Google Transit and Amtrak are finally in love

"We are pleased to welcome Amtrak to Google Transit," said Jessica Wei, Strategic Partner Development Manager at Google. "This partnership shows Amtrak's commitment to innovating, serving their passengers, and attracting new riders. We're looking forward to continuing to work with Amtrak to add more routes to Google Maps." (

Plans call for all Amtrak routes across the country to eventually be available through Google Transit. The first five routes now available include:

  • Empire Service (New York - Albany - Buffalo - Niagara Falls)
  • Ethan Allen Express (New York - Albany - Rutland)
  • Hiawatha Service (Chicago - Milwaukee)
  • Pacific Surfliner (San Diego - Los Angeles - Santa Barbara - San Luis Obispo)
  • San Joaquin (Oakland - Sacramento - Fresno - Bakersfield)
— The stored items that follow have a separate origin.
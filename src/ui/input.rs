use crate::message::Section;

#[derive(Default, Debug, PartialEq, Eq)]
pub enum Command {
    #[default]
    NoOp,
    Next,
    Joke,
    Goto(Section),
}

pub fn parse(s: &str) -> Command {
    let mut parts = s.split_whitespace();
    match parts.next() {
        // submitting an empty input box is the "Next" button
        None | Some("/next") => Command::Next,
        Some("/joke") => Command::Joke,
        Some("/goto") => parts
            .next()
            .and_then(Section::from_anchor)
            .map(Command::Goto)
            .unwrap_or_default(),
        Some(anchor) if anchor.starts_with('#') => Section::from_anchor(anchor)
            .map(Command::Goto)
            .unwrap_or_default(),
        _ => Command::NoOp,
    }
}

#[cfg(test)]
mod tests {
    use crate::{message::Section, ui::input::Command};

    use super::parse;

    #[test]
    fn parses_next() {
        assert_eq!(parse("/next"), Command::Next);
        assert_eq!(parse(""), Command::Next);
        assert_eq!(parse("   "), Command::Next);
    }

    #[test]
    fn parses_goto() {
        assert_eq!(parse("/goto #contact"), Command::Goto(Section::Contact));
        assert_eq!(parse("/goto services"), Command::Goto(Section::Services));
        assert_eq!(parse("#about"), Command::Goto(Section::About));
        assert_eq!(parse("/goto"), Command::NoOp);
        assert_eq!(parse("#nowhere"), Command::NoOp);
    }

    #[test]
    fn parses_joke() {
        assert_eq!(parse("/joke please"), Command::Joke);
    }

    #[test]
    fn parses_no_op() {
        let input = "something";
        assert_eq!(parse(input), Command::NoOp)
    }
}
use tokio::{
    sync::mpsc::{UnboundedReceiver, UnboundedSender},
    task::JoinHandle,
};
use tracing::{debug, error, info, instrument};

use crate::{
    message::{Request, Section},
    state::{Fetcher, Outcome},
    ui::input::Command,
    App,
};

/// Every request gets its own task: nothing is de-duplicated or cancelled.
#[instrument(skip(fetcher))]
pub fn handle_background_request(fetcher: &Fetcher, request: Request) -> JoinHandle<Outcome> {
    info!("Request type: {:?}", request);
    let fetcher = fetcher.clone();
    match request {
        Request::Media => tokio::spawn(async move { fetcher.fetch_media().await }),
        Request::Joke => tokio::spawn(async move { fetcher.fetch_joke().await }),
    }
}

/// Returns once the channel closes and every request already started has finished.
pub async fn run_worker(fetcher: Fetcher, mut receiver: UnboundedReceiver<Request>) {
    let mut in_flight: Vec<JoinHandle<Outcome>> = Vec::new();
    while let Some(r) = receiver.recv().await {
        in_flight.retain(|h| !h.is_finished());
        in_flight.push(handle_background_request(&fetcher, r));
    }
    info!(pending = in_flight.len(), "request channel closed, stopping worker");
    for handle in in_flight {
        if let Err(e) = handle.await {
            error!("fetch task failed: {e}");
        }
    }
}


#[instrument(skip(app, sender))]
pub fn handle_user_input(app: &mut App, sender: &UnboundedSender<Request>, i: Command) {
    match i {
        Command::Next => {
            info!("Fetch next media");
            if let Err(e) = sender.send(Request::Media) {
                error!("failed to send message {:?}", e);
            }
            app.section = Section::Media;
        }
        Command::Joke if app.jokes_enabled => {
            if let Err(e) = sender.send(Request::Joke) {
                error!("failed to send message {:?}", e);
            }
            app.section = Section::Media;
        }
        Command::Goto(section) => {
            debug!(anchor = section.anchor());
            app.section = section;
        }
        _ => {
            debug!("no op {input:?}", input = i);
        }
    }
}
This is a great step for not only Amtrak and rail fans, but for people who appreciate public transit, but typically will not go to great lengths to utilize it. With Google Transit incorporating the most mass transit systems, most commuter rail lines and now Amtrak, it is plausible to use just one website to go from your front door to an address across the country without ever having to spend money on a flight or a taxi.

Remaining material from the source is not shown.